Overlapped circadian probes
The number of circadian transcripts identified by different methods varies greatly (FDR < 0.05; Suppl. Fig. S4). Specifically, HAY and FIS derive a total of 40,020 and 5443 circadian transcripts from the 1 h/2 days empirical dataset, respectively. Higher frequency of temporal sampling (within the same time window length) is beneficial in reducing the controversy of circadian transcripts identified by different methods. There are 3759 mutual circadian transcripts (9.4% of all circadian transcripts) identified by 5 methods in the 1 h/2 days empirical dataset (Figure 4A). Interestingly, the same count is also obtained by 4 non-HAY methods (Figure 4B), which accounts for about 36.4% among all circadian transcripts identified by them. Likewise, in the 2 h/2 days empirical dataset, all 5 methods and 4 non-HAY methods yield 507 mutual circadian transcripts that account for about 1.4% and 10.2% of all circadian transcripts identified by 5 and 4 methods, respectively (Figure 4C and 4D).

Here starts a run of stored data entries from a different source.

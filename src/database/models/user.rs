use std::collections::BTreeMap;

use serde::{Deserialize, Deserializer, Serialize};

use super::macros::string_enum;

string_enum! {
    #[derive(Debug, Clone, Copy, PartialEq, Eq, Hash)]
    pub enum Role {
        Employee => "employee",
        Manager => "manager",
        Admin => "admin",
    }
}

string_enum! {
    #[derive(Debug, Clone, Copy, PartialEq, Eq, Hash, PartialOrd, Ord)]
    pub enum EmployeeType {
        FullTime => "full-time",
        Intern => "intern",
        Trainee => "trainee",
    }
}

string_enum! {
    /// Buckets a user's remaining leave is tracked in. `Lop` (loss of pay)
    /// accumulates the days taken beyond what a bucket could cover.
    #[derive(Debug, Clone, Copy, PartialEq, Eq, Hash, PartialOrd, Ord)]
    pub enum BalanceKind {
        Sick => "sick",
        Casual => "casual",
        Vacation => "vacation",
        Lop => "lop",
        CompOff => "compOff",
    }
}

pub type LeaveBalances = BTreeMap<BalanceKind, u32>;

/// Every balance kind present and set to zero.
pub fn empty_balances() -> LeaveBalances {
    BalanceKind::ALL.iter().map(|kind| (*kind, 0)).collect()
}

#[derive(Debug, Clone, Serialize, Deserialize, PartialEq)]
#[serde(rename_all = "camelCase")]
pub struct User {
    pub id: String,
    pub name: String,
    pub role: Role,
    pub manager_id: Option<String>,
    pub employee_type: EmployeeType,
    pub leave_balances: LeaveBalances,
}

impl User {
    pub fn reports_to(&self, manager_id: &str) -> bool {
        self.manager_id.as_deref() == Some(manager_id)
    }
}

/// The subset of a user shown on the login picker.
#[derive(Debug, Clone, Serialize, Deserialize, PartialEq)]
#[serde(rename_all = "camelCase")]
pub struct LoginUser {
    pub id: String,
    pub name: String,
    pub role: Role,
}

impl From<&User> for LoginUser {
    fn from(user: &User) -> Self {
        Self {
            id: user.id.clone(),
            name: user.name.clone(),
            role: user.role,
        }
    }
}

#[derive(Debug, Clone, Serialize, Deserialize)]
#[serde(rename_all = "camelCase")]
pub struct CreateUserInput {
    pub name: String,
    pub role: Role,
    #[serde(default)]
    pub manager_id: Option<String>,
    pub employee_type: EmployeeType,
}

/// Partial update of a user. Balances arrive as raw JSON so that malformed
/// numbers can be reported per field instead of failing the whole body.
#[derive(Debug, Clone, Default, Deserialize)]
#[serde(rename_all = "camelCase")]
pub struct UpdateUserInput {
    pub name: Option<String>,
    pub role: Option<Role>,
    pub employee_type: Option<EmployeeType>,
    /// Absent leaves the manager untouched, `null` or `""` clears it.
    #[serde(default, deserialize_with = "present")]
    pub manager_id: Option<Option<String>>,
    pub leave_balances: Option<BTreeMap<String, serde_json::Value>>,
}

fn present<'de, D, T>(deserializer: D) -> Result<Option<Option<T>>, D::Error>
where
    D: Deserializer<'de>,
    T: Deserialize<'de>,
{
    Option::<T>::deserialize(deserializer).map(Some)
}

Illustration of overlapped circadian transcripts identified by different methods. Venn diagrams display the relationship of identified circadian transcripts under the 1 h/2 days sampling pattern among 5 (A) or 4 (B) methods and under the 2 h/2 days sampling pattern among 5 (C) or 4 (D) methods at FDR < 0.05. Color available in the online version of this article.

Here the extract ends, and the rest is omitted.